*** Begin section ***
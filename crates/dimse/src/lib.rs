//! DIMSE (DICOM Message Service Element) service user
//!
//! This crate drives outbound DICOM associations for a desktop viewer or
//! bridge: one association per call, opened, exchanged on, and released
//! before the call returns.
//!
//! # Features
//! - Outbound DIMSE services (SCU): C-ECHO, C-FIND, C-MOVE, C-STORE
//! - Uniform [`ServiceResult`] outcomes; protocol failures never escape as panics
//! - Association release guaranteed on every exit path
//! - Pluggable link ([`link::Connector`]) and file codec ([`FileCodec`]) seams

pub mod association;
pub mod codec;
pub mod command;
pub mod config;
pub mod error;
pub mod link;
pub mod scu;
pub mod status;
pub mod types;

// Re-export commonly used types
pub use association::{Association, MoveOutcome};
pub use codec::{DicomFileCodec, FileCodec, LoadedInstance};
pub use config::{AeTitle, RemoteNode, ScuConfig};
pub use error::{DimseError, Result};
pub use link::UlConnector;
pub use scu::{DimseScu, ScuBuilder};
pub use types::{QueryCriteria, QueryMatch, ServiceResult, ServiceStatus, TransferProgress};

/// Port assumed when a remote node is given without one
pub const DEFAULT_DIMSE_PORT: u16 = 11112;

/// Maximum length of an AE title
pub const MAX_AE_TITLE_LEN: usize = 16;

/// Maximum length of a [`ServiceResult`] message, in characters
pub const MAX_MESSAGE_LEN: usize = 255;

/// Default maximum PDU length offered during negotiation
pub const DEFAULT_MAX_PDU: u32 = 16384;

/// Smallest maximum PDU length accepted in configuration
pub const MIN_PDU: u32 = 4096;

/// Largest maximum PDU length accepted in configuration; also caps outgoing P-DATA PDUs
pub const MAX_PDU: u32 = 131072;

/// Default per-exchange timeout
pub const DEFAULT_TIMEOUT_SECONDS: u32 = 30;

/// Calling AE title used when none is configured
pub const DEFAULT_LOCAL_AET: &str = "PACSBRIDGE";
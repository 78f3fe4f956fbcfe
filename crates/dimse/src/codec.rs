//! File codec collaborator used by C-STORE

use std::path::Path;

use dicom_dictionary_std::tags;
use dicom_object::{open_file, InMemDicomObject};

use crate::error::{DimseError, Result};
use crate::types::string_value;

/// A DICOM instance loaded from disk, ready to be stored
#[derive(Debug, Clone)]
pub struct LoadedInstance {
    pub sop_class_uid: String,
    pub sop_instance_uid: String,
    pub dataset: InMemDicomObject,
}

/// Loads instances and their identifying tags from files.
pub trait FileCodec: Send + Sync {
    fn load(&self, path: &Path) -> Result<LoadedInstance>;
}

/// Part 10 file codec backed by `dicom-object`
#[derive(Debug, Clone, Copy, Default)]
pub struct DicomFileCodec;

impl FileCodec for DicomFileCodec {
    fn load(&self, path: &Path) -> Result<LoadedInstance> {
        let file = open_file(path)
            .map_err(|e| DimseError::DicomObject(format!("{}: {}", path.display(), e)))?;

        // Dataset attributes win; the file meta group is the fallback.
        let sop_class_uid = non_empty(string_value(&file, tags::SOP_CLASS_UID)).unwrap_or_else(|| {
            file.meta()
                .media_storage_sop_class_uid
                .trim_end_matches('\0')
                .to_string()
        });
        let sop_instance_uid =
            non_empty(string_value(&file, tags::SOP_INSTANCE_UID)).unwrap_or_else(|| {
                file.meta()
                    .media_storage_sop_instance_uid
                    .trim_end_matches('\0')
                    .to_string()
            });

        if sop_class_uid.is_empty() || sop_instance_uid.is_empty() {
            return Err(DimseError::DicomParsing(format!(
                "{}: missing SOP Class UID or SOP Instance UID",
                path.display()
            )));
        }

        Ok(LoadedInstance {
            sop_class_uid,
            sop_instance_uid,
            dataset: file.into_inner(),
        })
    }
}

fn non_empty(value: String) -> Option<String> {
    if value.is_empty() {
        None
    } else {
        Some(value)
    }
}

#[cfg(test)]
mod tests {
    use super::*;
    use dicom_core::{DataElement, PrimitiveValue, VR};
    use dicom_object::meta::FileMetaTableBuilder;

    fn write_instance(dir: &Path, name: &str, with_ids: bool) -> std::path::PathBuf {
        let mut obj = InMemDicomObject::new_empty();
        obj.put(DataElement::new(tags::PATIENT_ID, VR::LO, PrimitiveValue::from("P1")));
        if with_ids {
            obj.put(DataElement::new(
                tags::SOP_CLASS_UID,
                VR::UI,
                PrimitiveValue::from("1.2.840.10008.5.1.4.1.1.7"),
            ));
            obj.put(DataElement::new(
                tags::SOP_INSTANCE_UID,
                VR::UI,
                PrimitiveValue::from("1.2.3.4"),
            ));
        }
        let file = obj
            .with_meta(
                FileMetaTableBuilder::new()
                    .transfer_syntax("1.2.840.10008.1.2.1")
                    .media_storage_sop_class_uid("1.2.840.10008.5.1.4.1.1.7")
                    .media_storage_sop_instance_uid("1.2.3.4"),
            )
            .unwrap();
        let path = dir.join(name);
        file.write_to_file(&path).unwrap();
        path
    }

    #[test]
    fn test_load_extracts_identifiers() {
        let dir = tempfile::tempdir().unwrap();
        let path = write_instance(dir.path(), "ok.dcm", true);

        let instance = DicomFileCodec.load(&path).unwrap();
        assert_eq!(instance.sop_class_uid, "1.2.840.10008.5.1.4.1.1.7");
        assert_eq!(instance.sop_instance_uid, "1.2.3.4");
        assert_eq!(string_value(&instance.dataset, tags::PATIENT_ID), "P1");
    }

    #[test]
    fn test_load_falls_back_to_file_meta() {
        let dir = tempfile::tempdir().unwrap();
        let path = write_instance(dir.path(), "meta_only.dcm", false);

        let instance = DicomFileCodec.load(&path).unwrap();
        assert_eq!(instance.sop_instance_uid, "1.2.3.4");
    }

    #[test]
    fn test_load_missing_file_fails() {
        let dir = tempfile::tempdir().unwrap();
        assert!(DicomFileCodec.load(&dir.path().join("absent.dcm")).is_err());
    }

    #[test]
    fn test_load_non_dicom_fails() {
        let dir = tempfile::tempdir().unwrap();
        let path = dir.path().join("notes.txt");
        std::fs::write(&path, b"not a dicom file").unwrap();
        assert!(DicomFileCodec.load(&path).is_err());
    }
}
*** End section ***
- WHAT THE TASK REQUIRES:
An identical copy of the entries above is the expected result.

- EXERCISE SOLUTION:
filename crates/dimse/src/lib.rs
//! DIMSE (DICOM Message Service Element) service user
//!
//! This crate drives outbound DICOM associations for a desktop viewer or
//! bridge: one association per call, opened, exchanged on, and released
//! before the call returns.
//!
//! # Features
//! - Outbound DIMSE services (SCU): C-ECHO, C-FIND, C-MOVE, C-STORE
//! - Uniform [`ServiceResult`] outcomes; protocol failures never escape as panics
//! - Association release guaranteed on every exit path
//! - Pluggable link ([`link::Connector`]) and file codec ([`FileCodec`]) seams

pub mod association;
pub mod codec;
pub mod command;
pub mod config;
pub mod error;
pub mod link;
pub mod scu;
pub mod status;
pub mod types;

// Re-export commonly used types
pub use association::{Association, MoveOutcome};
pub use codec::{DicomFileCodec, FileCodec, LoadedInstance};
pub use config::{AeTitle, RemoteNode, ScuConfig};
pub use error::{DimseError, Result};
pub use link::UlConnector;
pub use scu::{DimseScu, ScuBuilder};
pub use types::{QueryCriteria, QueryMatch, ServiceResult, ServiceStatus, TransferProgress};

/// Port assumed when a remote node is given without one
pub const DEFAULT_DIMSE_PORT: u16 = 11112;

/// Maximum length of an AE title
pub const MAX_AE_TITLE_LEN: usize = 16;

/// Maximum length of a [`ServiceResult`] message, in characters
pub const MAX_MESSAGE_LEN: usize = 255;

/// Default maximum PDU length offered during negotiation
pub const DEFAULT_MAX_PDU: u32 = 16384;

/// Smallest maximum PDU length accepted in configuration
pub const MIN_PDU: u32 = 4096;

/// Largest maximum PDU length accepted in configuration; also caps outgoing P-DATA PDUs
pub const MAX_PDU: u32 = 131072;

/// Default per-exchange timeout
pub const DEFAULT_TIMEOUT_SECONDS: u32 = 30;

/// Calling AE title used when none is configured
pub const DEFAULT_LOCAL_AET: &str = "PACSBRIDGE";
repository 78f3fe4f956fbcfe
filename crates/dimse/src/codec.rs
//! File codec collaborator used by C-STORE

use std::path::Path;

use dicom_dictionary_std::tags;
use dicom_object::{open_file, InMemDicomObject};

use crate::error::{DimseError, Result};
use crate::types::string_value;

/// A DICOM instance loaded from disk, ready to be stored
#[derive(Debug, Clone)]
pub struct LoadedInstance {
    pub sop_class_uid: String,
    pub sop_instance_uid: String,
    pub dataset: InMemDicomObject,
}

/// Loads instances and their identifying tags from files.
pub trait FileCodec: Send + Sync {
    fn load(&self, path: &Path) -> Result<LoadedInstance>;
}

/// Part 10 file codec backed by `dicom-object`
#[derive(Debug, Clone, Copy, Default)]
pub struct DicomFileCodec;

impl FileCodec for DicomFileCodec {
    fn load(&self, path: &Path) -> Result<LoadedInstance> {
        let file = open_file(path)
            .map_err(|e| DimseError::DicomObject(format!("{}: {}", path.display(), e)))?;

        // Dataset attributes win; the file meta group is the fallback.
        let sop_class_uid = non_empty(string_value(&file, tags::SOP_CLASS_UID)).unwrap_or_else(|| {
            file.meta()
                .media_storage_sop_class_uid
                .trim_end_matches('\0')
                .to_string()
        });
        let sop_instance_uid =
            non_empty(string_value(&file, tags::SOP_INSTANCE_UID)).unwrap_or_else(|| {
                file.meta()
                    .media_storage_sop_instance_uid
                    .trim_end_matches('\0')
                    .to_string()
            });

        if sop_class_uid.is_empty() || sop_instance_uid.is_empty() {
            return Err(DimseError::DicomParsing(format!(
                "{}: missing SOP Class UID or SOP Instance UID",
                path.display()
            )));
        }

        Ok(LoadedInstance {
            sop_class_uid,
            sop_instance_uid,
            dataset: file.into_inner(),
        })
    }
}

fn non_empty(value: String) -> Option<String> {
    if value.is_empty() {
        None
    } else {
        Some(value)
    }
}

#[cfg(test)]
mod tests {
    use super::*;
    use dicom_core::{DataElement, PrimitiveValue, VR};
    use dicom_object::meta::FileMetaTableBuilder;

    fn write_instance(dir: &Path, name: &str, with_ids: bool) -> std::path::PathBuf {
        let mut obj = InMemDicomObject::new_empty();
        obj.put(DataElement::new(tags::PATIENT_ID, VR::LO, PrimitiveValue::from("P1")));
        if with_ids {
            obj.put(DataElement::new(
                tags::SOP_CLASS_UID,
                VR::UI,
                PrimitiveValue::from("1.2.840.10008.5.1.4.1.1.7"),
            ));
            obj.put(DataElement::new(
                tags::SOP_INSTANCE_UID,
                VR::UI,
                PrimitiveValue::from("1.2.3.4"),
            ));
        }
        let file = obj
            .with_meta(
                FileMetaTableBuilder::new()
                    .transfer_syntax("1.2.840.10008.1.2.1")
                    .media_storage_sop_class_uid("1.2.840.10008.5.1.4.1.1.7")
                    .media_storage_sop_instance_uid("1.2.3.4"),
            )
            .unwrap();
        let path = dir.join(name);
        file.write_to_file(&path).unwrap();
        path
    }

    #[test]
    fn test_load_extracts_identifiers() {
        let dir = tempfile::tempdir().unwrap();
        let path = write_instance(dir.path(), "ok.dcm", true);

        let instance = DicomFileCodec.load(&path).unwrap();
        assert_eq!(instance.sop_class_uid, "1.2.840.10008.5.1.4.1.1.7");
        assert_eq!(instance.sop_instance_uid, "1.2.3.4");
        assert_eq!(string_value(&instance.dataset, tags::PATIENT_ID), "P1");
    }

    #[test]
    fn test_load_falls_back_to_file_meta() {
        let dir = tempfile::tempdir().unwrap();
        let path = write_instance(dir.path(), "meta_only.dcm", false);

        let instance = DicomFileCodec.load(&path).unwrap();
        assert_eq!(instance.sop_instance_uid, "1.2.3.4");
    }

    #[test]
    fn test_load_missing_file_fails() {
        let dir = tempfile::tempdir().unwrap();
        assert!(DicomFileCodec.load(&dir.path().join("absent.dcm")).is_err());
    }

    #[test]
    fn test_load_non_dicom_fails() {
        let dir = tempfile::tempdir().unwrap();
        let path = dir.path().join("notes.txt");
        std::fs::write(&path, b"not a dicom file").unwrap();
        assert!(DicomFileCodec.load(&path).is_err());
    }
}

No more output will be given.